Only the lines from the one containing "pub mod metrics;" through the end of the listing below belong in your answer; retype them exactly.

> **The input**:
......

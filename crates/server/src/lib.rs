//! HTTP surface of the chatmem memory service
//!
//! The server crate owns the composition root (`AppState::init` wires
//! every component once at startup, no runtime container) and the axum
//! router exposing the memorize/fetch/search/agentic endpoints.

pub mod http;
pub mod metrics;
pub mod state;

pub use http::create_router;
pub use metrics::{init_metrics, metrics_handler};
pub use state::AppState;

......

> **Response**:
pub mod metrics;
pub mod state;

pub use http::create_router;
pub use metrics::{init_metrics, metrics_handler};
pub use state::AppState;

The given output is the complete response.